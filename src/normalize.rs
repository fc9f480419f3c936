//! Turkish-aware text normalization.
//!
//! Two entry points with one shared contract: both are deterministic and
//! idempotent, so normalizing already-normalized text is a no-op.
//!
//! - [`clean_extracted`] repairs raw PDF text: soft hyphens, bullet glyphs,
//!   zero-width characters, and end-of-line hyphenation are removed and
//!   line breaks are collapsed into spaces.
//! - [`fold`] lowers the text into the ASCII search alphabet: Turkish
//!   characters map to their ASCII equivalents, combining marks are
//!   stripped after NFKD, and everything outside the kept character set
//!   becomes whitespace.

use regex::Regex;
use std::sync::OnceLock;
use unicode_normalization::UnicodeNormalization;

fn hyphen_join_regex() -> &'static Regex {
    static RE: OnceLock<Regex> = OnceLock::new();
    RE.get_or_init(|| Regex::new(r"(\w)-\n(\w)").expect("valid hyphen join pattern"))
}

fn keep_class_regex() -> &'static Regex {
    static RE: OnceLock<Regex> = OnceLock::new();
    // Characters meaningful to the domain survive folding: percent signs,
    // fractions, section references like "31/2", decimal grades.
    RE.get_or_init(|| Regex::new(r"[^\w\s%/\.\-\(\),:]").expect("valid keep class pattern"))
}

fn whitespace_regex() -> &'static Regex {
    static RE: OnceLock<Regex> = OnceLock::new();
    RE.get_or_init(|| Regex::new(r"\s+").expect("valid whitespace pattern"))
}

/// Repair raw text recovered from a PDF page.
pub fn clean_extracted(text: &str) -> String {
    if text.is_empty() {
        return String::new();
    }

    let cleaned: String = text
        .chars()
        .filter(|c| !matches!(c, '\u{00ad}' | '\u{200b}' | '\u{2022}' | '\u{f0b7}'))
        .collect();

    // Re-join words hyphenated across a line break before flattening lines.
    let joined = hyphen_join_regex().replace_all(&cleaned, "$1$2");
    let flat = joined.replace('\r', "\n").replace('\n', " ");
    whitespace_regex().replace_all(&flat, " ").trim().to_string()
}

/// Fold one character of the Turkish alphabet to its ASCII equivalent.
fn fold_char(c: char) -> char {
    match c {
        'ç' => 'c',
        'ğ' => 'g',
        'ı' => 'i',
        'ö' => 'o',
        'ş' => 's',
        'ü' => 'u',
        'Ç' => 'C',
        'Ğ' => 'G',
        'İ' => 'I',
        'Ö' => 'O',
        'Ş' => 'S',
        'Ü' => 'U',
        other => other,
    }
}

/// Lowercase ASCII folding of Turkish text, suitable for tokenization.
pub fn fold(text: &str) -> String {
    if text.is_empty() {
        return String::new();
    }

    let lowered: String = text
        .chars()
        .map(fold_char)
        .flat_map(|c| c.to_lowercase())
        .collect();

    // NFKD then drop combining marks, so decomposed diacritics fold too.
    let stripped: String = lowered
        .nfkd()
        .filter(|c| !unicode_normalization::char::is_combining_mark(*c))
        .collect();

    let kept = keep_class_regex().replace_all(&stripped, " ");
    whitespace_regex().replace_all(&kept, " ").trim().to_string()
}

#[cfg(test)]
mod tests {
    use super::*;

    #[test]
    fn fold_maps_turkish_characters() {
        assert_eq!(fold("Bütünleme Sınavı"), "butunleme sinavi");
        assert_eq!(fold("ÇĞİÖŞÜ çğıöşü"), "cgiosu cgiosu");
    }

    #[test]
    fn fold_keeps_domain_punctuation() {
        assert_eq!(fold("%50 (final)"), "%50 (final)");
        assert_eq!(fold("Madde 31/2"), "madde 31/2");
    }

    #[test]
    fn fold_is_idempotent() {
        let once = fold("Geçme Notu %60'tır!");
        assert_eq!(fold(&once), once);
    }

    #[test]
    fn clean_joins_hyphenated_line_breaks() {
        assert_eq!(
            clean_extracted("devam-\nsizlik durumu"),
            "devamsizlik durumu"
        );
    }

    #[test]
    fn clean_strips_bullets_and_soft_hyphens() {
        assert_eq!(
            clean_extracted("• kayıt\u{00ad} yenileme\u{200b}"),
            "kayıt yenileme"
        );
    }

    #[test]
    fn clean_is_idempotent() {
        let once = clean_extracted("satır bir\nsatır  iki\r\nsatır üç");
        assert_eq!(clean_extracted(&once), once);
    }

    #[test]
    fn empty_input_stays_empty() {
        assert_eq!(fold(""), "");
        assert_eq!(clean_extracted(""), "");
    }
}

-.-.-

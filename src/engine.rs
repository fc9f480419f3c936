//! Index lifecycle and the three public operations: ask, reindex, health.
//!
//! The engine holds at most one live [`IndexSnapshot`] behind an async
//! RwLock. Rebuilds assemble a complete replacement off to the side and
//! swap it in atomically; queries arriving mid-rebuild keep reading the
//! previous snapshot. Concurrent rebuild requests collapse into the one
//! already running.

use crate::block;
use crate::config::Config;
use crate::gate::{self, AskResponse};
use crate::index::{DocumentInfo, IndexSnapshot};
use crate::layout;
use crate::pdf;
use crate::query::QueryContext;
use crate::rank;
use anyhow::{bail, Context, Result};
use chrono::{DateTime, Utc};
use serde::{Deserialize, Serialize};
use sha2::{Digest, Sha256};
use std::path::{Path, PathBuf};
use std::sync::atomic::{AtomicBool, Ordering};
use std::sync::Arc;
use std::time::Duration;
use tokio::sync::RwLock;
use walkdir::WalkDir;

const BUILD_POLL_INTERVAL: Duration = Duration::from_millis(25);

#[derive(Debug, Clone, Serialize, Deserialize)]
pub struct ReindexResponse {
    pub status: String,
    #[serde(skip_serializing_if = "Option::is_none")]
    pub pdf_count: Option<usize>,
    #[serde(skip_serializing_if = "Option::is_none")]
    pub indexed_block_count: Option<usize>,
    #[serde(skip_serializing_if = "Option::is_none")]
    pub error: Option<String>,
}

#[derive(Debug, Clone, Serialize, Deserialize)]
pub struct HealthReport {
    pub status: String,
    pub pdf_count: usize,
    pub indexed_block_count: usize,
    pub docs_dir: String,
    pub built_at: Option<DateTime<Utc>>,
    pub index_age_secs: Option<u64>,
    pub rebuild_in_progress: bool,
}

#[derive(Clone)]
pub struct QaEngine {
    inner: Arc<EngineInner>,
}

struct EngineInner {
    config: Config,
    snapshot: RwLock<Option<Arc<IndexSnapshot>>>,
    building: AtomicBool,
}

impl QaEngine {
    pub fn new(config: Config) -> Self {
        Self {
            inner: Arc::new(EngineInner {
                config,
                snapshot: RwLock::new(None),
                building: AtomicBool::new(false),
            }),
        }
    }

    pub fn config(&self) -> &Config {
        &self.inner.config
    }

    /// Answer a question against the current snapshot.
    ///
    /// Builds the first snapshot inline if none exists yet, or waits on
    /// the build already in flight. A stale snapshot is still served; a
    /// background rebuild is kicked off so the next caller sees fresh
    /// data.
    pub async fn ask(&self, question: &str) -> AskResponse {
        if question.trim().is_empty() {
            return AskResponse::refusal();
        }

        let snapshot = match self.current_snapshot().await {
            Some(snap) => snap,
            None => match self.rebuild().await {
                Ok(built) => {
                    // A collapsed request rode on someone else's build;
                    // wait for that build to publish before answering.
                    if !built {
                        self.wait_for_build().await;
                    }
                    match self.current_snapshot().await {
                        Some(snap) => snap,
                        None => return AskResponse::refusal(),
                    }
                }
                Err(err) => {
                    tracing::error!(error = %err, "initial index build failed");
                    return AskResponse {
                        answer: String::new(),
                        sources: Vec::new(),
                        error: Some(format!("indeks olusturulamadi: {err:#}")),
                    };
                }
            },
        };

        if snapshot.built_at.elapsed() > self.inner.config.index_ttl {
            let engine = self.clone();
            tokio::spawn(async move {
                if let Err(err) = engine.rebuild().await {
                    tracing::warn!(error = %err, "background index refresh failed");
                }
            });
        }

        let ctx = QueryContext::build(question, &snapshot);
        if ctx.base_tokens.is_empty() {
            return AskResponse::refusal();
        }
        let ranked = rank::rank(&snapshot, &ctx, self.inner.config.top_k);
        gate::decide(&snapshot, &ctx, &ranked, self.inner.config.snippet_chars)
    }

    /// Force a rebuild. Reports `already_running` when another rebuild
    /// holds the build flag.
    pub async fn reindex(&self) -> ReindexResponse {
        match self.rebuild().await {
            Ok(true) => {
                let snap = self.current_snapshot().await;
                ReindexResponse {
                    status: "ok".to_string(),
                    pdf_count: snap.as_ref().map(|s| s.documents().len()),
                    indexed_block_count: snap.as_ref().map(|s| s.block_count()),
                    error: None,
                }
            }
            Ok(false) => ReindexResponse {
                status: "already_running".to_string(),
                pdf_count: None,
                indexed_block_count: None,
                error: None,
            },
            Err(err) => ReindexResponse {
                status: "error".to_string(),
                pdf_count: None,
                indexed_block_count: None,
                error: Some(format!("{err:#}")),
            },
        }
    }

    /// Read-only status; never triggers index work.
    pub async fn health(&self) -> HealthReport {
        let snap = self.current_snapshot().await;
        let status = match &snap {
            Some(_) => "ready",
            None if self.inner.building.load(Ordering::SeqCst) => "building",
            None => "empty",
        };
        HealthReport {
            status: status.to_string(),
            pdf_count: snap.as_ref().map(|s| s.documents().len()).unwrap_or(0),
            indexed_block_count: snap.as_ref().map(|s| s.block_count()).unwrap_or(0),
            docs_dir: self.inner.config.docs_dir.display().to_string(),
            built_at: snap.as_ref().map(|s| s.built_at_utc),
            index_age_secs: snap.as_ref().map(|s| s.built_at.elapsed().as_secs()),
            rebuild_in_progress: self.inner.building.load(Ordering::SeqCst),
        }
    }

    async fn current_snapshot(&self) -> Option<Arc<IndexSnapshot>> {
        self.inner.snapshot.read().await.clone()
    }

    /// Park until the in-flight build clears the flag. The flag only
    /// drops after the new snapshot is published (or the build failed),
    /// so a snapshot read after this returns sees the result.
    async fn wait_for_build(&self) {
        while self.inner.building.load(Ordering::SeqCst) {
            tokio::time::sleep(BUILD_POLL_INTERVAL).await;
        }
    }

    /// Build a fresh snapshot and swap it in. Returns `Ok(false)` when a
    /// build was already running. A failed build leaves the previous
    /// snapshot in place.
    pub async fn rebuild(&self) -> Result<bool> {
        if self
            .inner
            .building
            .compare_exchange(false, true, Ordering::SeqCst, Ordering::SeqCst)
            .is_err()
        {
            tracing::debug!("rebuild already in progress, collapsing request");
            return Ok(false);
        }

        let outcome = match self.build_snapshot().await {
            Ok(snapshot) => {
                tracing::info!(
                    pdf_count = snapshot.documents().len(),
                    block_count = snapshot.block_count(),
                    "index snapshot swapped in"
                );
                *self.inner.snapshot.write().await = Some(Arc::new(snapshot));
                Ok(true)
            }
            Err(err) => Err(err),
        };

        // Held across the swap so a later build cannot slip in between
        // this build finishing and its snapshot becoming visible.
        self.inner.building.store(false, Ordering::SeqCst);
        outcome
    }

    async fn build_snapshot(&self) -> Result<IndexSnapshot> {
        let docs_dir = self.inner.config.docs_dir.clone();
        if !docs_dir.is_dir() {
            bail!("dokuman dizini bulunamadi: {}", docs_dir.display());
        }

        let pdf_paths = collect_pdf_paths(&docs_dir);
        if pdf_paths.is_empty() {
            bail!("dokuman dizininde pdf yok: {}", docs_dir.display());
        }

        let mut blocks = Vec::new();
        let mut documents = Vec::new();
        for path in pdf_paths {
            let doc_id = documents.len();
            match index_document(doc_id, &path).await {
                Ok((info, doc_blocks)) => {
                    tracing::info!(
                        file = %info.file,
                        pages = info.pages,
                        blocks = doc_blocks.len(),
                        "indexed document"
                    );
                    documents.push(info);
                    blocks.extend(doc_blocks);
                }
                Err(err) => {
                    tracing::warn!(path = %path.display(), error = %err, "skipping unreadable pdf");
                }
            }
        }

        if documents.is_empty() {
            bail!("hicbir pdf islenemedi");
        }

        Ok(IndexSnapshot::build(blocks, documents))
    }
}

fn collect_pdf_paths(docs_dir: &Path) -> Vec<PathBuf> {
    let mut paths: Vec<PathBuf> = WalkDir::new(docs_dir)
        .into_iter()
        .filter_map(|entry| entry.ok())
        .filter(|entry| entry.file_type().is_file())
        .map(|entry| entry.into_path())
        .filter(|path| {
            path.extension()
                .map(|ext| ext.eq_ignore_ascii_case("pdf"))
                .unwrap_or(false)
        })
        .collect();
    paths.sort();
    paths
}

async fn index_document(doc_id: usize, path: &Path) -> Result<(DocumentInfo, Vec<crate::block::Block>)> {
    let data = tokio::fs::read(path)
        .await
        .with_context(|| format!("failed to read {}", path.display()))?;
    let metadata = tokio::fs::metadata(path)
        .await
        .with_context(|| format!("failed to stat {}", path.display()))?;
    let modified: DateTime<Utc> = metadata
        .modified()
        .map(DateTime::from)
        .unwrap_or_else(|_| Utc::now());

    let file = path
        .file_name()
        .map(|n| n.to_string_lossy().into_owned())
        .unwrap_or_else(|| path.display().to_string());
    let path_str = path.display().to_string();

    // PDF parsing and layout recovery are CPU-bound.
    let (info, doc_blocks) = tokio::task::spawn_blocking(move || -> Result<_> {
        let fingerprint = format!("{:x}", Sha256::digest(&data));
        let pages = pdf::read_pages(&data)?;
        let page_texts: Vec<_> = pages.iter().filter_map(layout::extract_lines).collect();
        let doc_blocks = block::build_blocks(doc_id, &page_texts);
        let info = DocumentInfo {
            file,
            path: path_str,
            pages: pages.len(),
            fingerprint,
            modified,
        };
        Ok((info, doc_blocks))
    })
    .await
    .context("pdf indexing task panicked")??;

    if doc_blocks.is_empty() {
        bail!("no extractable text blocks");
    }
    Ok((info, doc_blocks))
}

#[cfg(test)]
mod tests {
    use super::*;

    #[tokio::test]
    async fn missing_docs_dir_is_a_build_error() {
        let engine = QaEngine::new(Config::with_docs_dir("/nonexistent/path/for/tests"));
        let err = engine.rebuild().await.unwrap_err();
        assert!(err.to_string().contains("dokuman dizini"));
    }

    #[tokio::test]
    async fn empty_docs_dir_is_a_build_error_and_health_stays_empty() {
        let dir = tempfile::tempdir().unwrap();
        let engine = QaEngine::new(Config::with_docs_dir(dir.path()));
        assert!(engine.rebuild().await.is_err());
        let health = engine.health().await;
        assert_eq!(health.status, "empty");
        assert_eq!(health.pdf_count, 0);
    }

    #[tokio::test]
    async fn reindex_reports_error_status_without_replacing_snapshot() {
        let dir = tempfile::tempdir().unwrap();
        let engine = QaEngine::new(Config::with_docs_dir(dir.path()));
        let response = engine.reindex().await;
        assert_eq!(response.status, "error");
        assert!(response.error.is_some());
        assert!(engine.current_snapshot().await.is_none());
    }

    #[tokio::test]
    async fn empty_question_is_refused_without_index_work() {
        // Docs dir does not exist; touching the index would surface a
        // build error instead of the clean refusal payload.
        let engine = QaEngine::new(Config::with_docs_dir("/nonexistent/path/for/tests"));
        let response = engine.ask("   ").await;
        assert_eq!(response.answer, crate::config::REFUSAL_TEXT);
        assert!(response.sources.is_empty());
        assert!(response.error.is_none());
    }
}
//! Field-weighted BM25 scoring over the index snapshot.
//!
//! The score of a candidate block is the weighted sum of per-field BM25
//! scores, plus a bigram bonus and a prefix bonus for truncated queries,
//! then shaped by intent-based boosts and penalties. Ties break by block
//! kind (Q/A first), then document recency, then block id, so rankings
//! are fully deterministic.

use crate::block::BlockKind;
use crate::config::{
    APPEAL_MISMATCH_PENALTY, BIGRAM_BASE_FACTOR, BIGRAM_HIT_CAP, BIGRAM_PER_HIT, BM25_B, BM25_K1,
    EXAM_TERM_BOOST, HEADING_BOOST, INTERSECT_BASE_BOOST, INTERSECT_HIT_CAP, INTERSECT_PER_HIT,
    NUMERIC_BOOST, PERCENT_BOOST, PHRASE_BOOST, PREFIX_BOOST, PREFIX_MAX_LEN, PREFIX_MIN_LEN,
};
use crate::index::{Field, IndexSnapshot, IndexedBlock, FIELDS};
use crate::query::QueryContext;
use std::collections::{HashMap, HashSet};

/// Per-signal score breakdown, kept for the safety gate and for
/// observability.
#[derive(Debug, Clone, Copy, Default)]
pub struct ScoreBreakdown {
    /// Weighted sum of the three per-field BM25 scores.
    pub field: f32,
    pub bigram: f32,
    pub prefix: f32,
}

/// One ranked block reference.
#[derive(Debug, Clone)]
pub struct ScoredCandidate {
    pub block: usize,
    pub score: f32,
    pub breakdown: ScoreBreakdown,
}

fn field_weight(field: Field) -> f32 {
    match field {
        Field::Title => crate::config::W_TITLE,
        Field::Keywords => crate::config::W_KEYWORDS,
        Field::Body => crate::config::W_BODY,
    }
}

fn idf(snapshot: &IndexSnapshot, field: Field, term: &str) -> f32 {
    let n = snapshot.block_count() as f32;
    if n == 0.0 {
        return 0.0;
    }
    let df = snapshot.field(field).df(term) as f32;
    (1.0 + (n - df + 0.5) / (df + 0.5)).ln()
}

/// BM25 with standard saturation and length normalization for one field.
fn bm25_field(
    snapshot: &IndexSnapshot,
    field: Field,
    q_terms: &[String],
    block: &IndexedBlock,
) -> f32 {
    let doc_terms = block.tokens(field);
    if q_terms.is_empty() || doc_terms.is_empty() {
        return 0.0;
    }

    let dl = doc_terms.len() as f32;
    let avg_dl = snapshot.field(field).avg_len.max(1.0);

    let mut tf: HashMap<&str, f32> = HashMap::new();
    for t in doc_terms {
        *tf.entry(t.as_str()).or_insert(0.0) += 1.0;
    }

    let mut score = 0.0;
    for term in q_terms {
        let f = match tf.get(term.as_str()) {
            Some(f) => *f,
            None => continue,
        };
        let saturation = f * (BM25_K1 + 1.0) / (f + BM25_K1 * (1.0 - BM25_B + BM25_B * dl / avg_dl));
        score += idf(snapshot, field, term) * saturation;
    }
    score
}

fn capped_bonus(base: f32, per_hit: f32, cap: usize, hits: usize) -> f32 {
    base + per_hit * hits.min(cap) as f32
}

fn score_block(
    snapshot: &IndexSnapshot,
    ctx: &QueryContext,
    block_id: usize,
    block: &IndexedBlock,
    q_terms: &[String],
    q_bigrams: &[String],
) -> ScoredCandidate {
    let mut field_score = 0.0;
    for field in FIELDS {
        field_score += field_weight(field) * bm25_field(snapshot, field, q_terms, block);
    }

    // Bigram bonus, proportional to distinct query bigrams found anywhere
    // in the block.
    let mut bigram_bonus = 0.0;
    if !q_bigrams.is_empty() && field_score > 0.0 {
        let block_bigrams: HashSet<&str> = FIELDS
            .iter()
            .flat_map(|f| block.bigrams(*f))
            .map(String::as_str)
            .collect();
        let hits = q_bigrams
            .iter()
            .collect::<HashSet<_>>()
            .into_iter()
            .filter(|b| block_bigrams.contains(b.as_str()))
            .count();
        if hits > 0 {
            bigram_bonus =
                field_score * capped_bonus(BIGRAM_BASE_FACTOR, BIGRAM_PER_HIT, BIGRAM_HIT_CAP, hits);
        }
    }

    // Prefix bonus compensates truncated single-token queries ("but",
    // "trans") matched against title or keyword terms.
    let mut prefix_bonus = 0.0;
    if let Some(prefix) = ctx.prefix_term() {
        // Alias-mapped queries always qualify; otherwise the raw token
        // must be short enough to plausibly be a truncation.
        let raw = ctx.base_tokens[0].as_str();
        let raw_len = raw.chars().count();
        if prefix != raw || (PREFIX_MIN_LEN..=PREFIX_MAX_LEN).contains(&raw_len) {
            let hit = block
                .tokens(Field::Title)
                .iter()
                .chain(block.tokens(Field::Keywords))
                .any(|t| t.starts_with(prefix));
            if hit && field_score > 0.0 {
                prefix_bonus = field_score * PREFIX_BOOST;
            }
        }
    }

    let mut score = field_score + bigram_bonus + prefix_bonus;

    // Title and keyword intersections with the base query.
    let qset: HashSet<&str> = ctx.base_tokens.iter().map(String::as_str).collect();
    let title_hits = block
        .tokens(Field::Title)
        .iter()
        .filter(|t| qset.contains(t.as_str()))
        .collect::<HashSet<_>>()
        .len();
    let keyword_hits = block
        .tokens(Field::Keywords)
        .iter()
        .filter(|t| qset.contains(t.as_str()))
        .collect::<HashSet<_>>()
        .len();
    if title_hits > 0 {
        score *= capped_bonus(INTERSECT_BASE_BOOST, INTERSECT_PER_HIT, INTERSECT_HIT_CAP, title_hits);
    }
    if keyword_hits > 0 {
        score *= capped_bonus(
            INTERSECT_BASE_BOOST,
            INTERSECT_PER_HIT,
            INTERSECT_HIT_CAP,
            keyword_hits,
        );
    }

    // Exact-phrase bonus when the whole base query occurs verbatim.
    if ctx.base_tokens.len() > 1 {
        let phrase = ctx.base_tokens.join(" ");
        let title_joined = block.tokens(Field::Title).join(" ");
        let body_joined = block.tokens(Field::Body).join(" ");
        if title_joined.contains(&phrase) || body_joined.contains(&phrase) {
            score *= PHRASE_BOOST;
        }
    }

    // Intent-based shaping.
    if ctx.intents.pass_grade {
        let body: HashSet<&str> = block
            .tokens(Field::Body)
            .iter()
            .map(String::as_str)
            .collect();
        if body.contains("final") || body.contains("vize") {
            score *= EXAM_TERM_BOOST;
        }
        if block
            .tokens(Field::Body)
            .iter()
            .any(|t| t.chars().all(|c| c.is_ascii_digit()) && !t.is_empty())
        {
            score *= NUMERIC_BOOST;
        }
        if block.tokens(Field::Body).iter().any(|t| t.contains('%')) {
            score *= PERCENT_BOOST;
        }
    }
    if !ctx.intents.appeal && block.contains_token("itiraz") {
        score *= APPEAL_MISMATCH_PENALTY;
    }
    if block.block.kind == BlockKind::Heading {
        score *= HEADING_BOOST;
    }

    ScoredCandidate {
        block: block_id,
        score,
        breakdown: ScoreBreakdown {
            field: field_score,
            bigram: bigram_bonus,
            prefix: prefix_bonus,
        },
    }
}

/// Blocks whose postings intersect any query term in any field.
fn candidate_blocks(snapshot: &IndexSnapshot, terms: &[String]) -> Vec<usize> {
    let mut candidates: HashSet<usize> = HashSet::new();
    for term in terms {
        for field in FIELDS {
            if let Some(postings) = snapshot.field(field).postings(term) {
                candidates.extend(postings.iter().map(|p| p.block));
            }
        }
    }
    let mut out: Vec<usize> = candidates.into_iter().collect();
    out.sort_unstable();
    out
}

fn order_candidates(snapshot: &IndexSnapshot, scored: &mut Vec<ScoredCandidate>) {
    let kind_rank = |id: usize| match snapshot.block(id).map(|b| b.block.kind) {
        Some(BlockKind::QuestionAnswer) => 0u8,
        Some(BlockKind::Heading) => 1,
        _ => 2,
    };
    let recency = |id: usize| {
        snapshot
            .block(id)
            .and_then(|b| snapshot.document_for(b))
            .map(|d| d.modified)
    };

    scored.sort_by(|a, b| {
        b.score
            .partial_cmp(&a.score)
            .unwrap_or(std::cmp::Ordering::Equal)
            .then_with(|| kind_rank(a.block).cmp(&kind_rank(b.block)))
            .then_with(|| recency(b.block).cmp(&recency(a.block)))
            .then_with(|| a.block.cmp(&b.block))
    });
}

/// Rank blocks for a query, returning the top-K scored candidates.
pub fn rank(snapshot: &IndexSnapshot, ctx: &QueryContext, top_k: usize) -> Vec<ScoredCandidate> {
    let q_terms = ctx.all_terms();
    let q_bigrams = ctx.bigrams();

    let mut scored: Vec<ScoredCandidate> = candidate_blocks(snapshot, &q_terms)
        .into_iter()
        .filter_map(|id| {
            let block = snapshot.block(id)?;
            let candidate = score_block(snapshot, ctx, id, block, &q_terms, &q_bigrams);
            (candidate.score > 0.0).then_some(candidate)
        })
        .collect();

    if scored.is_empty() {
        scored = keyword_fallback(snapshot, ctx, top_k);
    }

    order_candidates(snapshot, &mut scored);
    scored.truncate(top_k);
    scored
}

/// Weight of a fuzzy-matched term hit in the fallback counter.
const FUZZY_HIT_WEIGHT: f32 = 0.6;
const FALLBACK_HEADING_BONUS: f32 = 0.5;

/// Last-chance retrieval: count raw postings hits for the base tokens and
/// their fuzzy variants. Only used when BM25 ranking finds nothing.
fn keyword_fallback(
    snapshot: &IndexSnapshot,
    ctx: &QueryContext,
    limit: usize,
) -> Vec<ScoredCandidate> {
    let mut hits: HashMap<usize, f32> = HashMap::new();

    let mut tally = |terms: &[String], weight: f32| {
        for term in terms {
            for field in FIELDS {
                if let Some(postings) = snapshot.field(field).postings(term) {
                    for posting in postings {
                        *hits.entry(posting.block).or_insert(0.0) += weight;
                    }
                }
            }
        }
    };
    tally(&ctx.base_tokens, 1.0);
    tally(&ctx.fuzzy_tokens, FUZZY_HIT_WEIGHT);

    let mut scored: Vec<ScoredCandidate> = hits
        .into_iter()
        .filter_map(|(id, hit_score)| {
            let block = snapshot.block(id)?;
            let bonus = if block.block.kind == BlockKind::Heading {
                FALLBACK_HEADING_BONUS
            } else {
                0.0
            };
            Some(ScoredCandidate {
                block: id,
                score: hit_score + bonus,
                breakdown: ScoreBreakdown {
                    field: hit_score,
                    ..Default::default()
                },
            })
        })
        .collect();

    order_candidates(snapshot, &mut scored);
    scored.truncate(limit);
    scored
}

-.-.-

*What you should do*:
From the data above, output exactly the lines between the one containing "filename src/normalize.rs" and the one containing "use unicode_normalization::UnicodeNormalization;", counting both of them.

*Solution below*:
filename src/normalize.rs
repository fc9f480419f3c936
//! Turkish-aware text normalization.
//!
//! Two entry points with one shared contract: both are deterministic and
//! idempotent, so normalizing already-normalized text is a no-op.
//!
//! - [`clean_extracted`] repairs raw PDF text: soft hyphens, bullet glyphs,
//!   zero-width characters, and end-of-line hyphenation are removed and
//!   line breaks are collapsed into spaces.
//! - [`fold`] lowers the text into the ASCII search alphabet: Turkish
//!   characters map to their ASCII equivalents, combining marks are
//!   stripped after NFKD, and everything outside the kept character set
//!   becomes whitespace.

use regex::Regex;
use std::sync::OnceLock;
use unicode_normalization::UnicodeNormalization;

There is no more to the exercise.